Beyond State Accountability, the Climate Litigation Movement Begins to Encompass Corporate Duties and to Align with ESG Standards.
In Brazil and worldwide, debates surrounding the climate litigation movement are intensifying. For the United Nations, the term refers to an important instrument in combating climate change, materialized through the use of legal strategies and tools—whether judicial or extrajudicial—aimed at enforcing climate-related obligations.
The agenda has seen significant progress. In March 2023, the UN General Assembly approved a historic resolution. The text requests the International Court of Justice (ICJ) to issue an opinion on whether governments have a legal obligation to protect individuals from global warming and, further, whether the failure to do so may give rise to legal consequences and liabilities.
Unlike climate litigation directed at governments and public entities—where landmark cases and legal foundations are relatively advanced—so-called corporate climate litigation has emerged as the central challenge in the pursuit of mitigation, adaptation, and reparation for damages and violations of climate-related policies and regulations.
This shift is largely attributable to the growing number of lawsuits and claims brought against corporations and private actors, prompting specialists across the globe to analyze the issue in greater depth.
One notable example is the action filed by the NGO ClientEarth before the British courts, involving members of Shell’s Board of Directors and their duties of diligence regarding climate risks.
Another case contributing momentum is Lliuya v. RWE (Rhenish-Westphalian Power Plant). The lawsuit, filed in Germany, addresses environmental civil liability for pollutant emissions and the melting of glaciers in the city of Huaraz, Peru.
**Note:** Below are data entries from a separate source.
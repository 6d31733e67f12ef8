//! Options set on the raw TCP socket before any TLS or frame traffic.

use std::time::Duration;

use socket2::{SockRef, TcpKeepalive};
use tokio::net::TcpStream;

/// Keepalive probing for a game connection that may sit idle between
/// heartbeats.
#[derive(Debug, Clone, Copy, PartialEq, Eq)]
pub struct Keepalive {
    pub idle: Duration,
    pub interval: Duration,
    /// Ignored on platforms without `TCP_KEEPCNT` support.
    pub probes: u32,
}

impl Default for Keepalive {
    fn default() -> Self {
        Self {
            idle: Duration::from_secs(60),
            interval: Duration::from_secs(10),
            probes: 3,
        }
    }
}

/// Socket options for the client connection.
#[derive(Debug, Clone, PartialEq, Eq)]
pub struct SocketConfig {
    /// Requests are small and latency bound, so Nagle is off by default.
    pub nodelay: bool,
    /// `None` leaves OS keepalive disabled.
    pub keepalive: Option<Keepalive>,
}

impl Default for SocketConfig {
    fn default() -> Self {
        Self {
            nodelay: true,
            keepalive: Some(Keepalive::default()),
        }
    }
}

/// Apply `config` to a freshly connected stream.
pub fn configure_stream(stream: &TcpStream, config: &SocketConfig) -> std::io::Result<()> {
    stream.set_nodelay(config.nodelay)?;

    let Some(keepalive) = config.keepalive else {
        return Ok(());
    };
    let params = TcpKeepalive::new()
        .with_time(keepalive.idle)
        .with_interval(keepalive.interval);
    #[cfg(any(target_os = "linux", target_os = "windows"))]
    let params = params.with_retries(keepalive.probes);

    SockRef::from(stream).set_tcp_keepalive(&params)
}

#[cfg(test)]
mod tests {
    use super::*;
    use tokio::net::TcpListener;

    async fn loopback_client() -> (TcpStream, TcpStream) {
        let listener = TcpListener::bind("127.0.0.1:0").await.unwrap();
        let client = TcpStream::connect(listener.local_addr().unwrap())
            .await
            .unwrap();
        let (server, _) = listener.accept().await.unwrap();
        (client, server)
    }

    #[tokio::test]
    async fn test_defaults_enable_nodelay_and_keepalive() {
        let (client, _server) = loopback_client().await;
        configure_stream(&client, &SocketConfig::default()).unwrap();
        assert!(client.nodelay().unwrap());
        assert!(SockRef::from(&client).keepalive().unwrap());
    }

    #[tokio::test]
    async fn test_keepalive_none_leaves_it_off() {
        let (client, _server) = loopback_client().await;
        let config = SocketConfig {
            nodelay: false,
            keepalive: None,
        };
        configure_stream(&client, &config).unwrap();
        assert!(!client.nodelay().unwrap());
        assert!(!SockRef::from(&client).keepalive().unwrap());
    }
}
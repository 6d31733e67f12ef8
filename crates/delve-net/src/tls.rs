//! TLS upgrade for endpoints that request transport security.
//!
//! Uses `tokio-rustls` with the ring provider and the webpki root set. The
//! upgraded stream feeds the same framed path as a plain socket.

use std::sync::{Arc, OnceLock};

use tokio::net::TcpStream;
use tokio_rustls::TlsConnector;
use tokio_rustls::client::TlsStream;
use tokio_rustls::rustls::pki_types::ServerName;
use tokio_rustls::rustls::{self, ClientConfig, RootCertStore};

use crate::transport::ConnectError;

/// Transport-security parameters for an [`Endpoint`](crate::Endpoint).
#[derive(Debug, Clone, PartialEq, Eq)]
pub struct TlsSettings {
    /// Name verified against the server certificate.
    pub server_name: String,
}

impl TlsSettings {
    /// Verify the certificate against `server_name`.
    pub fn new(server_name: impl Into<String>) -> Self {
        Self {
            server_name: server_name.into(),
        }
    }
}

fn client_config() -> Result<Arc<ClientConfig>, ConnectError> {
    static CONFIG: OnceLock<Arc<ClientConfig>> = OnceLock::new();
    if let Some(config) = CONFIG.get() {
        return Ok(Arc::clone(config));
    }

    let mut roots = RootCertStore::empty();
    roots.extend(webpki_roots::TLS_SERVER_ROOTS.iter().cloned());

    let config = ClientConfig::builder_with_provider(Arc::new(
        rustls::crypto::ring::default_provider(),
    ))
    .with_safe_default_protocol_versions()
    .map_err(|e| ConnectError::Tls(std::io::Error::other(e)))?
    .with_root_certificates(roots)
    .with_no_client_auth();

    Ok(Arc::clone(CONFIG.get_or_init(|| Arc::new(config))))
}

/// Run the TLS client handshake over an already connected socket.
pub(crate) async fn upgrade(
    tcp: TcpStream,
    settings: &TlsSettings,
) -> Result<TlsStream<TcpStream>, ConnectError> {
    let name = ServerName::try_from(settings.server_name.clone())
        .map_err(|_| ConnectError::InvalidServerName(settings.server_name.clone()))?;

    let connector = TlsConnector::from(client_config()?);
    let stream = connector.connect(name, tcp).await.map_err(ConnectError::Tls)?;
    tracing::debug!(server_name = %settings.server_name, "TLS session established");
    Ok(stream)
}

#[cfg(test)]
mod tests {
    use super::*;

    #[test]
    fn test_client_config_is_cached() {
        let a = client_config().unwrap();
        let b = client_config().unwrap();
        assert!(Arc::ptr_eq(&a, &b));
    }

    #[tokio::test]
    async fn test_invalid_server_name_rejected_before_handshake() {
        let listener = tokio::net::TcpListener::bind("127.0.0.1:0").await.unwrap();
        let addr = listener.local_addr().unwrap();
        let tcp = TcpStream::connect(addr).await.unwrap();

        let result = upgrade(tcp, &TlsSettings::new("not a host name!")).await;
        assert!(matches!(result, Err(ConnectError::InvalidServerName(_))));
    }
}
//! Typed notification feeds.
//!
//! One broadcast channel per inbound result kind plus a lifecycle feed.
//! Subscribing returns a receiver; dropping it unsubscribes. The router
//! publishes only after the caches have been updated, so a subscriber that
//! reads a cache on notification sees the new state.

use tokio::sync::broadcast;

use delve_net::messages::{
    AdCountUpdate, Currency, GemDiscardResult, GemEquipResult, GemProducedResult, GemRecord,
    InstanceId, MilestoneClaimResult, MissionClaimResult, MissionProgress, MissionRerollResult,
    SlotResult,
};
use delve_net::transport::DisconnectReason;

const FEED_CAPACITY: usize = 64;

/// Lifecycle events, with distinct human-readable reasons.
#[derive(Debug, Clone, PartialEq)]
pub enum SessionEvent {
    /// The handshake succeeded and the caches hold the initial state.
    Authenticated,
    /// The server refused the credentials.
    AuthenticationFailed(String),
    /// The connection ended.
    Disconnected(DisconnectReason),
    /// The server reported an error outside any result message.
    ServerError { code: u32, message: String },
}

impl std::fmt::Display for SessionEvent {
    fn fmt(&self, f: &mut std::fmt::Formatter<'_>) -> std::fmt::Result {
        match self {
            SessionEvent::Authenticated => write!(f, "signed in"),
            SessionEvent::AuthenticationFailed(reason) => write!(f, "sign-in rejected: {reason}"),
            SessionEvent::Disconnected(reason) => write!(f, "disconnected: {reason}"),
            SessionEvent::ServerError { code, message } => {
                write!(f, "server error {code}: {message}")
            }
        }
    }
}

/// A result whose consumed ids were recovered from the correlation tracker.
#[derive(Debug, Clone, PartialEq)]
pub struct Correlated<T> {
    pub result: T,
    /// Ids recorded when the request was sent. Empty if none were pending.
    pub consumed: Vec<InstanceId>,
}

/// Single-kind broadcast feed.
#[derive(Debug)]
pub struct Feed<T> {
    tx: broadcast::Sender<T>,
}

impl<T: Clone> Feed<T> {
    fn new() -> Self {
        let (tx, _) = broadcast::channel(FEED_CAPACITY);
        Self { tx }
    }

    pub fn subscribe(&self) -> broadcast::Receiver<T> {
        self.tx.subscribe()
    }

    pub fn subscriber_count(&self) -> usize {
        self.tx.receiver_count()
    }

    /// Deliver to current subscribers. No subscribers is not an error.
    pub(crate) fn publish(&self, value: T) {
        let _ = self.tx.send(value);
    }
}

/// Every feed the client publishes.
#[derive(Debug)]
pub struct Notifications {
    pub session: Feed<SessionEvent>,
    pub currency: Feed<Currency>,
    pub server_time: Feed<u64>,
    /// Upgrade, unlock and sub-slot unlock outcomes.
    pub slot_results: Feed<SlotResult>,
    pub slots_changed: Feed<()>,
    pub gems_granted: Feed<Vec<GemRecord>>,
    pub gems_changed: Feed<()>,
    pub gem_equip: Feed<GemEquipResult>,
    pub gem_synthesis: Feed<Correlated<GemProducedResult>>,
    pub gem_discard: Feed<Correlated<GemDiscardResult>>,
    pub gem_conversion: Feed<Correlated<GemProducedResult>>,
    pub missions_changed: Feed<()>,
    pub mission_progress: Feed<MissionProgress>,
    pub mission_claim: Feed<MissionClaimResult>,
    pub mission_reroll: Feed<MissionRerollResult>,
    pub milestone_claim: Feed<MilestoneClaimResult>,
    pub ad_count: Feed<AdCountUpdate>,
}

impl Notifications {
    pub fn new() -> Self {
        Self {
            session: Feed::new(),
            currency: Feed::new(),
            server_time: Feed::new(),
            slot_results: Feed::new(),
            slots_changed: Feed::new(),
            gems_granted: Feed::new(),
            gems_changed: Feed::new(),
            gem_equip: Feed::new(),
            gem_synthesis: Feed::new(),
            gem_discard: Feed::new(),
            gem_conversion: Feed::new(),
            missions_changed: Feed::new(),
            mission_progress: Feed::new(),
            mission_claim: Feed::new(),
            mission_reroll: Feed::new(),
            milestone_claim: Feed::new(),
            ad_count: Feed::new(),
        }
    }
}

impl Default for Notifications {
    fn default() -> Self {
        Self::new()
    }
}

#[cfg(test)]
mod tests {
    use super::*;
    use tokio::sync::broadcast::error::TryRecvError;

    #[test]
    fn test_publish_without_subscribers_is_fine() {
        let feeds = Notifications::new();
        feeds.session.publish(SessionEvent::Authenticated);
        assert_eq!(feeds.session.subscriber_count(), 0);
    }

    #[test]
    fn test_each_subscriber_gets_every_event() {
        let feeds = Notifications::new();
        let mut a = feeds.currency.subscribe();
        let mut b = feeds.currency.subscribe();

        feeds.currency.publish(Currency { gold: 1, crystal: 0 });
        assert_eq!(a.try_recv().unwrap().gold, 1);
        assert_eq!(b.try_recv().unwrap().gold, 1);
        assert!(matches!(a.try_recv(), Err(TryRecvError::Empty)));
    }

    #[test]
    fn test_dropping_receiver_unsubscribes() {
        let feeds = Notifications::new();
        let rx = feeds.slots_changed.subscribe();
        assert_eq!(feeds.slots_changed.subscriber_count(), 1);
        drop(rx);
        assert_eq!(feeds.slots_changed.subscriber_count(), 0);
    }

    #[test]
    fn test_session_event_messages_are_distinct() {
        let rejected = SessionEvent::AuthenticationFailed("bad token".into()).to_string();
        let lost = SessionEvent::Disconnected(DisconnectReason::RemoteClosed).to_string();
        assert!(rejected.contains("bad token"));
        assert!(lost.starts_with("disconnected"));
        assert_ne!(rejected, lost);
    }
}
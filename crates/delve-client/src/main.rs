//! The `delve` binary: a headless client that signs in, fetches the
//! slot, gem and mission lists, and logs every update until Ctrl-C.

use std::path::PathBuf;

use clap::Parser;
use tokio::sync::broadcast;
use tokio_util::sync::CancellationToken;

use delve_client::{ClientSettings, GameClient};
use delve_config::{CliArgs, Config};

#[tokio::main]
async fn main() {
    let args = CliArgs::parse();

    let config_dir = match args.config.clone().map_or_else(Config::default_dir, Ok) {
        Ok(dir) => dir,
        Err(e) => {
            eprintln!("Failed to resolve config directory: {e}");
            std::process::exit(1);
        }
    };
    let mut config = match Config::load_or_create(&config_dir) {
        Ok(config) => config,
        Err(e) => {
            eprintln!("Failed to load config: {e}");
            std::process::exit(1);
        }
    };
    config.apply_cli_overrides(&args);

    let log_dir: PathBuf = config_dir.join("logs");
    delve_log::init_logging(Some(&log_dir), cfg!(debug_assertions), Some(&config));

    let token = args.token.clone().unwrap_or_default();
    if token.is_empty() {
        tracing::warn!("no token given (--token or DELVE_TOKEN); the server will likely refuse");
    }

    let mut client = GameClient::new(ClientSettings::from_config(&config, token));
    let shutdown = CancellationToken::new();
    let ctrl_c = tokio::spawn({
        let shutdown = shutdown.clone();
        async move {
            if tokio::signal::ctrl_c().await.is_ok() {
                shutdown.cancel();
            }
        }
    });

    if let Err(e) = client.start(&shutdown).await {
        tracing::error!(error = %e, "could not start");
        std::process::exit(1);
    }

    if let Some(requests) = client.requests() {
        let sent = [
            requests.request_server_time(),
            requests.request_slot_list(),
            requests.request_gem_list(),
            requests.request_mission_list(),
        ];
        for result in sent {
            if let Err(e) = result {
                tracing::warn!(error = %e, "initial request not queued");
            }
        }
    }

    log_updates(&client, &shutdown).await;

    if let Err(e) = client.stop().await {
        tracing::error!(error = %e, "shutdown failed");
    }
    ctrl_c.abort();
}

/// Log notifications until `shutdown` fires.
async fn log_updates(client: &GameClient, shutdown: &CancellationToken) {
    let feeds = client.notifications();
    let caches = client.caches();
    let mut session = feeds.session.subscribe();
    let mut currency = feeds.currency.subscribe();
    let mut slots = feeds.slots_changed.subscribe();
    let mut gems = feeds.gems_changed.subscribe();
    let mut missions = feeds.missions_changed.subscribe();
    let mut slot_results = feeds.slot_results.subscribe();
    let mut discards = feeds.gem_discard.subscribe();

    loop {
        tokio::select! {
            _ = shutdown.cancelled() => break,
            event = session.recv() => {
                if let Some(event) = received(event) {
                    tracing::info!(%event, "session");
                }
            }
            value = currency.recv() => {
                if let Some(c) = received(value) {
                    tracing::info!(gold = c.gold, crystal = c.crystal, "wallet");
                }
            }
            value = slots.recv() => {
                if received(value).is_some() {
                    let (count, dps) = caches.slots.read(|t| (t.len(), t.total_dps()));
                    tracing::info!(count, dps, "slots");
                }
            }
            value = gems.recv() => {
                if received(value).is_some() {
                    let (owned, equipped) = caches.inventory.read(|inv| {
                        (inv.len(), inv.iter().filter(|g| inv.is_equipped(&g.instance_id)).count())
                    });
                    tracing::info!(owned, equipped, "gems");
                }
            }
            value = missions.recv() => {
                if received(value).is_some() {
                    let (active, claimable) =
                        caches.missions.read(|b| (b.len(), b.claimable().count()));
                    tracing::info!(active, claimable, "missions");
                }
            }
            value = slot_results.recv() => {
                if let Some(result) = received(value) {
                    tracing::info!(success = result.success, error = ?result.error, "slot operation");
                }
            }
            value = discards.recv() => {
                if let Some(outcome) = received(value) {
                    tracing::info!(
                        success = outcome.result.success,
                        discarded = outcome.consumed.len(),
                        "discard"
                    );
                }
            }
        }
    }
}

/// Unwrap a feed value. Lag is logged and skipped.
fn received<T>(value: Result<T, broadcast::error::RecvError>) -> Option<T> {
    match value {
        Ok(value) => Some(value),
        Err(broadcast::error::RecvError::Lagged(skipped)) => {
            tracing::warn!(skipped, "notification feed lagged");
            None
        }
        Err(broadcast::error::RecvError::Closed) => None,
    }
}
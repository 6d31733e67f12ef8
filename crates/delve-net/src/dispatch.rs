//! Hand-off from I/O tasks to the single consumer context.
//!
//! Any number of [`DispatchSender`] clones may enqueue from any thread.
//! There is exactly one [`DispatchReceiver`]; it is not `Clone`, and every
//! drain takes `&mut self`, so two drains can never run at once. Items come
//! out in the order they went in.

use tokio::sync::mpsc;

/// Create a connected sender/receiver pair.
pub fn dispatch_queue<T>() -> (DispatchSender<T>, DispatchReceiver<T>) {
    let (tx, rx) = mpsc::unbounded_channel();
    (DispatchSender { tx }, DispatchReceiver { rx })
}

/// Producer side. Cheap to clone.
#[derive(Debug)]
pub struct DispatchSender<T> {
    tx: mpsc::UnboundedSender<T>,
}

impl<T> Clone for DispatchSender<T> {
    fn clone(&self) -> Self {
        Self {
            tx: self.tx.clone(),
        }
    }
}

impl<T> DispatchSender<T> {
    /// Enqueue an item. Returns `false` if the consumer is gone.
    pub fn enqueue(&self, item: T) -> bool {
        self.tx.send(item).is_ok()
    }

    /// Whether the receiver has been dropped.
    pub fn is_closed(&self) -> bool {
        self.tx.is_closed()
    }
}

/// Consumer side. Exactly one exists per queue.
#[derive(Debug)]
pub struct DispatchReceiver<T> {
    rx: mpsc::UnboundedReceiver<T>,
}

impl<T> DispatchReceiver<T> {
    /// Run `action` on every queued item, in FIFO order, without waiting.
    ///
    /// Returns the number of items drained.
    pub fn drain_all(&mut self, mut action: impl FnMut(T)) -> usize {
        let mut drained = 0;
        while let Ok(item) = self.rx.try_recv() {
            action(item);
            drained += 1;
        }
        drained
    }

    /// Wait for at least one item, then drain everything queued.
    ///
    /// Returns `None` once every sender is gone and the queue is empty.
    pub async fn wait_and_drain(&mut self, mut action: impl FnMut(T)) -> Option<usize> {
        let first = self.rx.recv().await?;
        action(first);
        Some(1 + self.drain_all(action))
    }

    /// Wait for the next single item.
    pub async fn recv(&mut self) -> Option<T> {
        self.rx.recv().await
    }

    /// Number of items currently queued.
    pub fn len(&self) -> usize {
        self.rx.len()
    }

    /// Whether nothing is queued.
    pub fn is_empty(&self) -> bool {
        self.rx.is_empty()
    }
}
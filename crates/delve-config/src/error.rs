//! Errors from reading and writing `config.ron`.

#[derive(Debug, thiserror::Error)]
pub enum ConfigError {
    #[error("could not read config file: {0}")]
    Read(#[source] std::io::Error),

    #[error("could not write config file: {0}")]
    Write(#[source] std::io::Error),

    #[error("config file is not valid RON: {0}")]
    Parse(#[source] ron::error::SpannedError),

    #[error("could not serialize config: {0}")]
    Serialize(#[source] ron::Error),

    /// The OS did not expose a configuration directory.
    #[error("no configuration directory on this platform")]
    NoConfigDir,
}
In addition, other cases highlight the relationship between climate litigation and the ESG agenda, as documented by the Climate Change Litigation Databases of the Sabin Center for Climate Change Law at Columbia University. This database includes lawsuits and representations—both judicial and extrajudicial—filed before the OECD, which bear implications for regulatory frameworks and corporate governance.
One example classified as corporate climate litigation by the Sabin Center is the case brought by the Polish NGO Development YES – Open-Pit Mines NO. The initiative involved a complaint submitted to Poland’s OECD National Contact Point against Group PZU, questioning its environmental, human rights, and due diligence practices. These practices, although mandated by the OECD Guidelines for Multinational Enterprises, were allegedly not observed by the company. The case particularly emphasized the management and disclosure of information concerning climate-related risks and impacts.
The proceeding culminated in a 2019 agreement between the NGO and Group PZU, under OECD auspices, whereby the company committed to aligning with OECD Guidelines and to implementing recognized practices, such as the Global
Reporting Initiative (GRI) framework for ESG-related reporting, covering greenhouse gas emissions and climate risk management.
In Brazil, there is also a National Contact Point (NCP) tasked with implementing the OECD Guidelines for Multinational Enterprises. Established in 2003 and updated by Federal Decree 11.105/2022, NCP Brazil represents a relevant institutional channel for such initiatives.
As the number of cases increases, corporate climate litigation has become more complex. The legal foundations of these disputes are often tied to alleged violations or omissions concerning corporate duties, closely aligned with the principles set forth in today’s ESG agenda (Environmental, Social, and Corporate Governance).
From the Sabin Center’s repository, one also finds initiatives that challenge misleading disclosures or greenwashing practices, particularly those involving Net Zero commitments or carbon-neutral claims lacking standardized verification or substantive evidence.
Other demands are associated with disclosure duties regarding environmental, human rights, and climate-related risks. This encompasses practices of transparency, accountability, and reporting, within the scope of fiduciary and corporate due diligence obligations.
This intersection between the ESG agenda and corporate duties will, in all likelihood, exert decisive influence on the trajectory of corporate climate litigation in the coming years.
On this matter, it is worth noting that in late 2023, the Office of the United Nations High Commissioner for Human Rights (OHCHR) conducted a global consultation, inviting contributions on corporate responsibility in the context of human rights and climate change. Specifically, the inquiry examined whether ESG standards could meaningfully support corporate compliance with human rights obligations and the targets set by the Paris Agreement.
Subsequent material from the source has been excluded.